Vientos electorales han empezado a soplar en la provincia, en un año al que muchos imaginaban solamente de preludio para las contiendas que se vendrán en 2011. La decisión del gobernador Miguel Saiz de convocar a la población a una consulta popular para definir el destino de su proyecto reformista, abrió las puertas a la actividad proselitista y se está por ver si el pueblo responderá, con participación, de la votación fijada para el 27 de junio.

Mucho apuesta y mucho arriesga el mandatario provincial en esta parada. Con su partido dividido en posturas antagónicas, decidió arriesgar todo y optó, finalmente, por el pronunciamiento directo de la gente para ver si seguir adelante, o no, con su postura.

En las últimas jornadas, se han escuchado distintas opiniones, unas a favor y otras en contra de la consulta. Y ha circulado con insistencia la posibilidad de que el sector radical que rechaza la iniciativa, y que lidera el vicegobernador Bautista Mendioroz, podría presentar un proyecto propio de reforma en el transcurso de la semana, con lo que se buscaría hacer naufragar, por innecesaria, la convocatoria del 27.

El aire está cargado y el viento político amenaza con encresparse. Prácticamente todo el arco opositor rechazó la consulta. El intendente Alberto Weretilneck ni siquiera sabe si se va a presentar a emitir su voto y fue categórico en cuanto a que “el problema pasa por la elección del candidato del radicalismo” y que por ello “nos quieren hacer participar a todos de una discusión interna”.

Mendioroz se quejó porque al convocarse a la consulta “se soslaya al Parlamento” provincial y señaló que la decisión de Saiz plantea “un atajo” para conseguir el objetivo reformista. El peronista Ademar Rodríguez dijo que el llamado “nace muerto, como la reforma constitucional, el gasto innecesario y la falta de respuesta que tendrá”.

Entre los defensores de la consulta, se ubicó en primerísimo primer lugar el cipoleño Lucas Pica, titular del Comité local, quien dijo que se está ante un “acto de la democracia”. Coincidió con él, entre otros, su correligionario allense Raúl Rodríguez, quien ponderó la “apertura democrática” que implica siempre una votación.

Entre apoyos y rechazos, Saiz enfrentará el mes de junio vestido para el combate, si cabe el término. De tener poco respaldo en materia de participación popular, su movida podría dejarlo mal parado y debilitar su gobierno. Si triunfa el sí al proyecto reformista, y ello ocurre con una amplia respuesta de la gente, se habrá anotado una victoria significativa.

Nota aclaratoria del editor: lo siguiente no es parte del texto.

// This file is part of fpqd, a daemon that serializes FrontPanel device access through a prioritized ticket queue.
//
// Copyright 2025 Canonical Ltd.
//
// SPDX-License-Identifier: GPL-3.0-only
//
// fpqd is free software: you can redistribute it and/or modify it under the terms of the GNU General Public License version 3, as published by the Free Software Foundation.
//
// fpqd is distributed in the hope that it will be useful, but WITHOUT ANY WARRANTY; without even the implied warranties of MERCHANTABILITY, SATISFACTORY QUALITY, or FITNESS FOR A PARTICULAR PURPOSE.  See the GNU General Public License for more details.
//
// You should have received a copy of the GNU General Public License along with this program.  If not, see http://www.gnu.org/licenses/.

//! Blocking command handlers.
//!
//! Each handler schedules one or more tickets and waits for them, so it must not run on the
//! device thread itself.

use crate::config::{
    self, AXI_READ_PRIORITY, AXI_WRITE_PRIORITY, RESET_AXI_PRIORITY,
    RETRIEVE_AND_SET_FPS_PRIORITY, SET_POSITION_PRIORITY, SETUP_RESOLUTION_PRIORITY,
    UPDATE_BATCH_SIZE_PRIORITY,
};
use crate::error::FpqdError;
use crate::operations::{Operation, OperationKind};
use crate::scheduler::DeviceQueue;
use crate::streamer::StreamSwitch;
use crate::system_vars::SystemVariables;
use log::{info, warn};
use std::sync::Arc;

/// Clamp a requested layer offset so a `matrix`-sized window stays within `screen`.
pub fn clamp_offset(offset: i64, screen: u32, matrix: u32) -> u32 {
    let max = i64::from(screen.saturating_sub(matrix));
    offset.clamp(0, max) as u32
}

/// Front door for interactive requests.
#[derive(Clone)]
pub struct DeviceCommands {
    queue: Arc<DeviceQueue>,
    vars: Arc<SystemVariables>,
    stream: StreamSwitch,
}

impl DeviceCommands {
    pub fn new(
        queue: Arc<DeviceQueue>,
        vars: Arc<SystemVariables>,
        stream: StreamSwitch,
    ) -> DeviceCommands {
        DeviceCommands {
            queue,
            vars,
            stream,
        }
    }

    fn run(&self, operation: Operation, priority: u8) -> Result<Option<u32>, FpqdError> {
        Ok(self.queue.schedule(operation, priority).wait()?)
    }

    fn run_read(&self, address: u32, priority: u8) -> Result<u32, FpqdError> {
        self.run(Operation::Read { address }, priority)?
            .ok_or_else(|| FpqdError::Internal(format!("read of 0x{address:08X} returned no data")))
    }

    /// Move the captured window horizontally. Returns the offset actually applied.
    pub fn set_x_position(&self, x: i64) -> Result<u32, FpqdError> {
        let (width, _) = self.vars.screen_size();
        let x = clamp_offset(x, width, self.vars.matrix_size());
        self.run(
            Operation::Write {
                address: config::V_MIX_BASE_ADDR + config::V_MIX_LAYER_START_X_REG,
                data: x,
            },
            SET_POSITION_PRIORITY,
        )?;
        info!("x offset set to {x}");
        Ok(x)
    }

    /// Move the captured window vertically. Returns the offset actually applied.
    pub fn set_y_position(&self, y: i64) -> Result<u32, FpqdError> {
        let (_, height) = self.vars.screen_size();
        let y = clamp_offset(y, height, self.vars.matrix_size());
        self.run(
            Operation::Write {
                address: config::V_MIX_BASE_ADDR + config::V_MIX_LAYER_START_Y_REG,
                data: y,
            },
            SET_POSITION_PRIORITY,
        )?;
        info!("y offset set to {y}");
        Ok(y)
    }

    pub fn axi_read(&self, address: u32) -> Result<u32, FpqdError> {
        self.run_read(address, AXI_READ_PRIORITY)
    }

    pub fn axi_write(&self, address: u32, data: u32) -> Result<(), FpqdError> {
        self.run(Operation::Write { address, data }, AXI_WRITE_PRIORITY)?;
        Ok(())
    }

    /// Measure the input frame rate now, updating the shared value.
    pub fn retrieve_fps(&self) -> Result<u32, FpqdError> {
        self.run(Operation::RetrieveAndSetFps, RETRIEVE_AND_SET_FPS_PRIORITY)?
            .ok_or_else(|| FpqdError::Internal("frame rate query returned no data".into()))
    }

    /// Change the number of frames per batch.
    ///
    /// Streaming is paused and queued frame batches are cancelled first so no batch of the old
    /// size reaches the gateware after the change. Streaming resumes only if the update
    /// succeeds.
    pub fn update_batch_size(&self, size: u32) -> Result<(), FpqdError> {
        if size == 0 {
            return Err(FpqdError::Argument(
                "batch size must be at least 1".into(),
            ));
        }
        self.stream.disable();
        let cancelled = self.queue.cancel_all(OperationKind::SendFrameBatch);
        info!("updating batch size to {size}, {cancelled} queued frame batches cancelled");
        if let Err(e) = self.run(Operation::UpdateBatchSize { size }, UPDATE_BATCH_SIZE_PRIORITY) {
            warn!("batch size update failed, streaming stays disabled: {e}");
            return Err(e);
        }
        self.vars.set_batch_size(size);
        self.stream.enable();
        info!("Set batch size to {size}");
        Ok(())
    }

    pub fn reset_axi(&self) -> Result<(), FpqdError> {
        self.run(Operation::ResetAxi, RESET_AXI_PRIORITY)?;
        Ok(())
    }

    /// Read the video mixer resolution and store it as the screen size.
    pub fn setup_resolution(&self) -> Result<(u32, u32), FpqdError> {
        let width = self.run_read(
            config::V_MIX_BASE_ADDR + config::V_MIX_WIDTH_REG,
            SETUP_RESOLUTION_PRIORITY,
        )?;
        let height = self.run_read(
            config::V_MIX_BASE_ADDR + config::V_MIX_HEIGHT_REG,
            SETUP_RESOLUTION_PRIORITY,
        )?;
        self.vars.set_screen_size(width, height);
        info!("Screen resolution is {width}x{height}");
        Ok((width, height))
    }

    pub fn enable_streaming(&self) {
        self.stream.enable();
    }

    pub fn disable_streaming(&self) {
        self.stream.disable();
    }

    pub fn streaming_enabled(&self) -> bool {
        self.stream.is_enabled()
    }

    pub fn vars(&self) -> &Arc<SystemVariables> {
        &self.vars
    }

    pub fn queue(&self) -> &Arc<DeviceQueue> {
        &self.queue
    }
}

#[cfg(test)]
mod tests {
    use super::*;
    use googletest::prelude::*;
    use rstest::*;

    #[gtest]
    #[rstest]
    #[case::negative(-10, 1920, 512, 0)]
    #[case::inside(100, 1920, 512, 100)]
    #[case::right_edge(1408, 1920, 512, 1408)]
    #[case::past_edge(5000, 1920, 512, 1408)]
    #[case::matrix_larger_than_screen(10, 256, 512, 0)]
    fn test_clamp_offset(
        #[case] offset: i64,
        #[case] screen: u32,
        #[case] matrix: u32,
        #[case] expected: u32,
    ) {
        assert_that!(clamp_offset(offset, screen, matrix), eq(expected));
    }
}
// This file is part of fpqd, a daemon that serializes FrontPanel device access through a prioritized ticket queue.
//
// Copyright 2025 Canonical Ltd.
//
// SPDX-License-Identifier: GPL-3.0-only
//
// fpqd is free software: you can redistribute it and/or modify it under the terms of the GNU General Public License version 3, as published by the Free Software Foundation.
//
// fpqd is distributed in the hope that it will be useful, but WITHOUT ANY WARRANTY; without even the implied warranties of MERCHANTABILITY, SATISFACTORY QUALITY, or FITNESS FOR A PARTICULAR PURPOSE.  See the GNU General Public License for more details.
//
// You should have received a copy of the GNU General Public License along with this program.  If not, see http://www.gnu.org/licenses/.

use crate::proxies::control_proxy;
use zbus::Connection;

/// Sends the dbus command to read a 32-bit AXI register
pub async fn call_axi_read(connection: &Connection, address: u32) -> Result<u32, zbus::Error> {
    let proxy = control_proxy::ControlProxy::new(connection).await?;
    proxy.axi_read(address).await
}

/// Sends the dbus command to write a 32-bit AXI register
pub async fn call_axi_write(
    connection: &Connection,
    address: u32,
    data: u32,
) -> Result<String, zbus::Error> {
    let proxy = control_proxy::ControlProxy::new(connection).await?;
    proxy.axi_write(address, data).await
}

/// Sends the dbus command to move the captured window horizontally, returns the applied offset
pub async fn call_set_x_position(connection: &Connection, x: i32) -> Result<u32, zbus::Error> {
    let proxy = control_proxy::ControlProxy::new(connection).await?;
    proxy.set_x_position(x).await
}

/// Sends the dbus command to move the captured window vertically, returns the applied offset
pub async fn call_set_y_position(connection: &Connection, y: i32) -> Result<u32, zbus::Error> {
    let proxy = control_proxy::ControlProxy::new(connection).await?;
    proxy.set_y_position(y).await
}

pub async fn call_update_batch_size(
    connection: &Connection,
    size: u32,
) -> Result<String, zbus::Error> {
    let proxy = control_proxy::ControlProxy::new(connection).await?;
    proxy.update_batch_size(size).await
}

/// Sends the dbus command to re-measure the input frame rate
pub async fn call_retrieve_fps(connection: &Connection) -> Result<u32, zbus::Error> {
    let proxy = control_proxy::ControlProxy::new(connection).await?;
    proxy.retrieve_fps().await
}

pub async fn call_reset_axi(connection: &Connection) -> Result<String, zbus::Error> {
    let proxy = control_proxy::ControlProxy::new(connection).await?;
    proxy.reset_axi().await
}

/// Sends the dbus command to turn frame streaming on or off
pub async fn call_set_streaming(
    connection: &Connection,
    enabled: bool,
) -> Result<String, zbus::Error> {
    let proxy = control_proxy::ControlProxy::new(connection).await?;
    if enabled {
        proxy.enable_streaming().await
    } else {
        proxy.disable_streaming().await
    }
}
// This file is part of fpqd, a daemon that serializes FrontPanel device access through a prioritized ticket queue.
//
// Copyright 2025 Canonical Ltd.
//
// SPDX-License-Identifier: GPL-3.0-only
//
// fpqd is free software: you can redistribute it and/or modify it under the terms of the GNU General Public License version 3, as published by the Free Software Foundation.
//
// fpqd is distributed in the hope that it will be useful, but WITHOUT ANY WARRANTY; without even the implied warranties of MERCHANTABILITY, SATISFACTORY QUALITY, or FITNESS FOR A PARTICULAR PURPOSE.  See the GNU General Public License for more details.
//
// You should have received a copy of the GNU General Public License along with this program.  If not, see http://www.gnu.org/licenses/.

use crate::commands::DeviceCommands;
use crate::comm::dbus::run_blocking;
use log::{info, trace};
use tokio::sync::Mutex;
use zbus::{fdo, interface};

pub struct ControlInterface {
    commands: DeviceCommands,
    // Serializes calls that pause and resume streaming.
    stream_lock: Mutex<()>,
}

impl ControlInterface {
    pub fn new(commands: DeviceCommands) -> ControlInterface {
        ControlInterface {
            commands,
            stream_lock: Mutex::new(()),
        }
    }
}

#[interface(name = "org.fpqd.control")]
impl ControlInterface {
    async fn axi_read(&self, address: u32) -> Result<u32, fdo::Error> {
        info!("axi_read called with address: 0x{address:08X}");
        run_blocking(&self.commands, move |commands| commands.axi_read(address)).await
    }

    async fn axi_write(&self, address: u32, data: u32) -> Result<String, fdo::Error> {
        info!("axi_write called with address: 0x{address:08X} and data: 0x{data:08X}");
        run_blocking(&self.commands, move |commands| commands.axi_write(address, data)).await?;
        Ok(format!("Wrote 0x{data:08X} to 0x{address:08X}"))
    }

    async fn set_x_position(&self, x: i32) -> Result<u32, fdo::Error> {
        info!("set_x_position called with x: {x}");
        run_blocking(&self.commands, move |commands| {
            commands.set_x_position(i64::from(x))
        })
        .await
    }

    async fn set_y_position(&self, y: i32) -> Result<u32, fdo::Error> {
        info!("set_y_position called with y: {y}");
        run_blocking(&self.commands, move |commands| {
            commands.set_y_position(i64::from(y))
        })
        .await
    }

    async fn update_batch_size(&self, size: u32) -> Result<String, fdo::Error> {
        info!("update_batch_size called with size: {size}");
        let _guard = self.stream_lock.lock().await;
        trace!("Got stream lock.");
        run_blocking(&self.commands, move |commands| commands.update_batch_size(size)).await?;
        Ok(format!("Set batch size to {size}"))
    }

    async fn retrieve_fps(&self) -> Result<u32, fdo::Error> {
        info!("retrieve_fps called");
        run_blocking(&self.commands, |commands| commands.retrieve_fps()).await
    }

    async fn reset_axi(&self) -> Result<String, fdo::Error> {
        info!("reset_axi called");
        run_blocking(&self.commands, |commands| commands.reset_axi()).await?;
        Ok("AXI system reset".into())
    }

    async fn enable_streaming(&self) -> Result<String, fdo::Error> {
        info!("enable_streaming called");
        let _guard = self.stream_lock.lock().await;
        self.commands.enable_streaming();
        Ok("Frame streaming enabled".into())
    }

    async fn disable_streaming(&self) -> Result<String, fdo::Error> {
        info!("disable_streaming called");
        let _guard = self.stream_lock.lock().await;
        self.commands.disable_streaming();
        Ok("Frame streaming disabled".into())
    }
}
// This file is part of fpqd, a daemon that serializes FrontPanel device access through a prioritized ticket queue.
//
// Copyright 2025 Canonical Ltd.
//
// SPDX-License-Identifier: GPL-3.0-only
//
// fpqd is free software: you can redistribute it and/or modify it under the terms of the GNU General Public License version 3, as published by the Free Software Foundation.
//
// fpqd is distributed in the hope that it will be useful, but WITHOUT ANY WARRANTY; without even the implied warranties of MERCHANTABILITY, SATISFACTORY QUALITY, or FITNESS FOR A PARTICULAR PURPOSE.  See the GNU General Public License for more details.
//
// You should have received a copy of the GNU General Public License along with this program.  If not, see http://www.gnu.org/licenses/.

#[allow(dead_code)]
mod common {
    pub mod test_functions;
}

use common::test_functions::{RecordingDevice, simulated, test_config, wait_for};
use fpqd::axil_bridge::{AxiLiteBridge, AxiResponse};
use fpqd::config::{self, DaemonConfig};
use fpqd::devices::device::FrontPanel;
use fpqd::devices::simulated::SCRATCH_BASE_ADDR;
use fpqd::operations::{DeviceContext, Operation, OperationKind};
use fpqd::scheduler::{DeviceQueue, DeviceWorker, Ticket, TicketError};
use fpqd::stats::TicketStats;
use fpqd::system_vars::SystemVariables;
use googletest::prelude::*;
use rstest::*;
use std::sync::Arc;
use std::thread;
use std::time::Duration;

fn spawn_worker(
    config: &DaemonConfig,
    device: Box<dyn FrontPanel>,
    queue: &Arc<DeviceQueue>,
) -> (DeviceWorker, Arc<TicketStats>) {
    let bridge = AxiLiteBridge::new(device, config.bridge.clone()).expect("bridge init failed");
    let stats = Arc::new(TicketStats::new());
    let context = DeviceContext::new(
        bridge,
        Arc::new(SystemVariables::new(&config.stream)),
        stats.clone(),
        config.scheduler.frame_batch_timeout,
    );
    let worker = DeviceWorker::spawn(queue.clone(), context, config.scheduler.poll_interval)
        .expect("failed to spawn worker");
    (worker, stats)
}

/// Config whose bridge gives up on a stuck busy bit after about one second.
#[fixture]
fn stuck_config() -> DaemonConfig {
    let mut config = test_config();
    config.bridge.hardware_timeout_ms = 1;
    config
}

fn frame_batch() -> Operation {
    Operation::SendFrameBatch {
        data: vec![0; 48],
        frames: 1,
    }
}

#[gtest]
fn tickets_execute_by_priority_then_insertion() {
    let config = test_config();
    let device = RecordingDevice::new(&config.bridge);
    let log = device.log.clone();
    let queue = Arc::new(DeviceQueue::new(5));

    let schedule = [(0x00, 2), (0x04, 1), (0x08, 0), (0x0c, 2), (0x10, 1), (0x14, 0)];
    let tickets: Vec<Ticket> = schedule
        .iter()
        .map(|(offset, priority)| {
            queue.schedule(
                Operation::Read {
                    address: SCRATCH_BASE_ADDR + offset,
                },
                *priority,
            )
        })
        .collect();

    let (mut worker, stats) = spawn_worker(&config, Box::new(device), &queue);
    for ticket in &tickets {
        assert_eq!(ticket.wait(), Ok(Some(0)));
    }
    worker.stop();

    let expected: Vec<u32> = [0x08, 0x14, 0x04, 0x10, 0x00, 0x0c]
        .iter()
        .map(|offset| SCRATCH_BASE_ADDR + offset)
        .collect();
    assert_eq!(*log.lock().unwrap(), expected);
    assert_that!(stats.totals()[&OperationKind::Read].count, eq(6));
}

#[gtest]
fn bus_errors_are_returned_and_consumer_keeps_going() {
    let config = test_config();
    let queue = Arc::new(DeviceQueue::new(5));
    let (mut worker, _) = spawn_worker(&config, Box::new(simulated(&config)), &queue);

    let unmapped = queue.schedule(Operation::Read { address: 0x1000_0000 }, 2);
    let read_only_address = config::DP_RX_BASE_ADDR + config::DP_RX_MSA_VTOTAL_REG;
    let read_only = queue.schedule(
        Operation::Write {
            address: read_only_address,
            data: 0,
        },
        2,
    );
    let write = queue.schedule(
        Operation::Write {
            address: SCRATCH_BASE_ADDR,
            data: 0x1234,
        },
        2,
    );
    let read = queue.schedule(Operation::Read { address: SCRATCH_BASE_ADDR }, 2);

    assert_eq!(
        unmapped.wait(),
        Err(TicketError::Bus {
            address: 0x1000_0000,
            response: AxiResponse::DecodeError
        })
    );
    assert_eq!(
        read_only.wait(),
        Err(TicketError::Bus {
            address: read_only_address,
            response: AxiResponse::SlaveError
        })
    );
    assert_eq!(write.wait(), Ok(None));
    assert_eq!(read.wait(), Ok(Some(0x1234)));
    assert_that!(worker.is_running(), eq(true));
    worker.stop();
}

#[gtest]
fn unresponsive_slave_is_a_fatal_ticket_error() {
    let config = test_config();
    let address = SCRATCH_BASE_ADDR + 0x40;
    let queue = Arc::new(DeviceQueue::new(5));
    let device = simulated(&config).with_unresponsive(address);
    let (mut worker, _) = spawn_worker(&config, Box::new(device), &queue);

    let outcome = queue.schedule(Operation::Read { address }, 2).wait();
    let error = outcome.expect_err("read of an unresponsive slave should fail");
    assert_that!(error.is_fatal(), eq(true));
    assert_that!(error.to_string().as_str(), contains_substring("AxiHardwareTimeout"));

    // The bridge itself is still usable for other slaves.
    let other = queue.schedule(Operation::Read { address: SCRATCH_BASE_ADDR }, 2);
    assert_eq!(other.wait(), Ok(Some(0)));
    worker.stop();
}

#[gtest]
#[rstest]
fn stop_resolves_queued_tickets_with_shutdown(stuck_config: DaemonConfig) {
    let config = stuck_config;
    let queue = Arc::new(DeviceQueue::new(5));
    let device = simulated(&config).with_stuck_bus();
    let stuck = queue.schedule(Operation::Read { address: SCRATCH_BASE_ADDR }, 0);
    let waiting: Vec<Ticket> = (0..3)
        .map(|i| queue.schedule(Operation::Read { address: SCRATCH_BASE_ADDR + 4 * i }, 2))
        .collect();

    let (mut worker, _) = spawn_worker(&config, Box::new(device), &queue);
    assert_that!(wait_for(Duration::from_secs(5), || queue.len() == 3), eq(true));
    worker.stop();

    let error = stuck.wait().expect_err("stuck read should time out");
    assert_that!(error.to_string().as_str(), contains_substring("AxiHandshakeTimeout"));
    for ticket in &waiting {
        assert_eq!(ticket.wait(), Err(TicketError::Shutdown));
    }
    let late = queue.schedule(Operation::ResetAxi, 0);
    assert_eq!(late.wait(), Err(TicketError::Shutdown));
}

#[gtest]
#[rstest]
fn frame_batches_back_up_behind_a_busy_device(stuck_config: DaemonConfig) {
    let mut config = stuck_config;
    // Keep the consumer blocked for the whole test.
    config.bridge.hardware_timeout_ms = 2000;
    let queue = Arc::new(DeviceQueue::new(5));
    let device = simulated(&config).with_stuck_bus();
    queue.schedule(Operation::Read { address: SCRATCH_BASE_ADDR }, 0);
    let (mut worker, _) = spawn_worker(&config, Box::new(device), &queue);
    assert_that!(wait_for(Duration::from_secs(5), || queue.is_empty()), eq(true));

    let batches: Vec<Ticket> = (0..8).map(|_| queue.schedule(frame_batch(), 1)).collect();
    let read = queue.schedule(Operation::Read { address: SCRATCH_BASE_ADDR }, 2);
    assert_that!(queue.count_of(OperationKind::SendFrameBatch), eq(5));
    for dropped in &batches[..3] {
        assert_eq!(dropped.try_outcome(), Some(Err(TicketError::Dropped { max: 5 })));
    }
    for queued in &batches[3..] {
        assert_that!(queued.is_done(), eq(false));
    }

    assert_that!(queue.cancel_all(OperationKind::SendFrameBatch), eq(5));
    for cancelled in &batches[3..] {
        assert_eq!(cancelled.try_outcome(), Some(Err(TicketError::Cancelled)));
    }
    assert_that!(queue.len(), eq(1));
    assert_that!(read.is_done(), eq(false));
    worker.stop();
    assert_eq!(read.wait(), Err(TicketError::Shutdown));
}

#[gtest]
fn unknown_response_is_a_fatal_ticket_error() {
    let config = test_config();
    let queue = Arc::new(DeviceQueue::new(5));
    let device = simulated(&config).with_forced_response(0b001);
    let (mut worker, _) = spawn_worker(&config, Box::new(device), &queue);

    let error = queue
        .schedule(Operation::Read { address: SCRATCH_BASE_ADDR }, 2)
        .wait()
        .expect_err("an unknown response code should fail the read");
    assert_that!(error.is_fatal(), eq(true));
    assert_that!(error.to_string().as_str(), contains_substring("AxiUnknownResponse"));
    assert_that!(worker.is_running(), eq(true));
    worker.stop();
}

#[gtest]
fn panicking_operation_resolves_its_ticket_and_consumer_survives() {
    let config = test_config();
    let faulty = SCRATCH_BASE_ADDR + 0x80;
    let queue = Arc::new(DeviceQueue::new(5));
    let device = RecordingDevice::new(&config.bridge).with_panic_on(faulty);
    let (mut worker, stats) = spawn_worker(&config, Box::new(device), &queue);

    let panicked = queue.schedule(Operation::Read { address: faulty }, 2);
    let next = queue.schedule(Operation::Read { address: SCRATCH_BASE_ADDR }, 2);

    let error = panicked.wait().expect_err("the panicking read should fail");
    assert_that!(error.is_fatal(), eq(true));
    assert_that!(error.to_string().as_str(), contains_substring("driver fault"));
    assert_eq!(next.wait(), Ok(Some(0)));
    assert_that!(worker.is_running(), eq(true));
    assert_that!(stats.totals()[&OperationKind::Read].count, eq(2));
    worker.stop();
}

fn producer_address(producer: u32, index: u32) -> u32 {
    SCRATCH_BASE_ADDR + producer * 0x100 + index * 4
}

#[gtest]
fn concurrent_producers_are_serialized_through_one_consumer() {
    const PRODUCERS: u32 = 4;
    const PER_PRODUCER: u32 = 10;
    const MAX_BATCHES: usize = 3;

    let config = test_config();
    let device = RecordingDevice::new(&config.bridge);
    let log = device.log.clone();
    let queue = Arc::new(DeviceQueue::new(MAX_BATCHES));
    let (mut worker, stats) = spawn_worker(&config, Box::new(device), &queue);

    let producers: Vec<_> = (0..PRODUCERS)
        .map(|producer| {
            let queue = queue.clone();
            thread::spawn(move || {
                let mut reads = Vec::new();
                let mut batches = Vec::new();
                let mut most_batches_seen = 0;
                for index in 0..PER_PRODUCER {
                    batches.push(queue.schedule(frame_batch(), 1));
                    let address = producer_address(producer, index);
                    reads.push(queue.schedule(Operation::Read { address }, 2));
                    most_batches_seen =
                        most_batches_seen.max(queue.count_of(OperationKind::SendFrameBatch));
                    if producer == 0 && index == PER_PRODUCER / 2 {
                        queue.cancel_all(OperationKind::SendFrameBatch);
                    }
                }
                (reads, batches, most_batches_seen)
            })
        })
        .collect();

    let (mut executed, mut dropped, mut cancelled, mut reads_done) = (0u64, 0u64, 0u64, 0u64);
    let mut most_batches_seen = 0;
    for producer in producers {
        let (reads, batches, seen) = producer.join().expect("producer thread panicked");
        most_batches_seen = most_batches_seen.max(seen);
        for read in &reads {
            assert_eq!(read.wait(), Ok(Some(0)));
            reads_done += 1;
        }
        for batch in &batches {
            match batch.wait() {
                Ok(None) => executed += 1,
                Err(TicketError::Dropped { max }) => {
                    assert_that!(max, eq(MAX_BATCHES));
                    dropped += 1;
                }
                Err(TicketError::Cancelled) => cancelled += 1,
                other => panic!("unexpected frame batch outcome: {other:?}"),
            }
        }
    }
    worker.stop();

    assert_that!(most_batches_seen <= MAX_BATCHES, eq(true));
    assert_that!(
        executed + dropped + cancelled,
        eq(u64::from(PRODUCERS * PER_PRODUCER))
    );
    assert_that!(dropped, eq(queue.dropped_count()));
    let totals = stats.totals();
    let executed_batches = totals
        .get(&OperationKind::SendFrameBatch)
        .map_or(0, |kind| kind.count);
    assert_that!(executed_batches, eq(executed));
    assert_that!(totals[&OperationKind::Read].count, eq(reads_done));

    let log = log.lock().unwrap();
    assert_that!(log.len() as u64, eq(reads_done));
    for producer in 0..PRODUCERS {
        let issued: Vec<u32> = log
            .iter()
            .copied()
            .filter(|address| (address - SCRATCH_BASE_ADDR) / 0x100 == producer)
            .collect();
        let expected: Vec<u32> = (0..PER_PRODUCER)
            .map(|index| producer_address(producer, index))
            .collect();
        assert_eq!(issued, expected);
    }
}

Pero tampoco entonces estará todo dicho. En todos los casos, quedará para lo inmediato la recomposición interna de su partido a la vez que tendrá que ponerse a buscar consensos con otros sectores para seguir adelante y terminar de plasmar la reforma que propicia. Si logra superar todas estas instancias, todavía está por verse si la posibilidad de su reelección no acaba por sepultar los demás debates sobre la transformaciones que necesita la Constitución provincial. Los vientos electorales están soplando y, para los radicales más afines a Saiz, ya son imparables.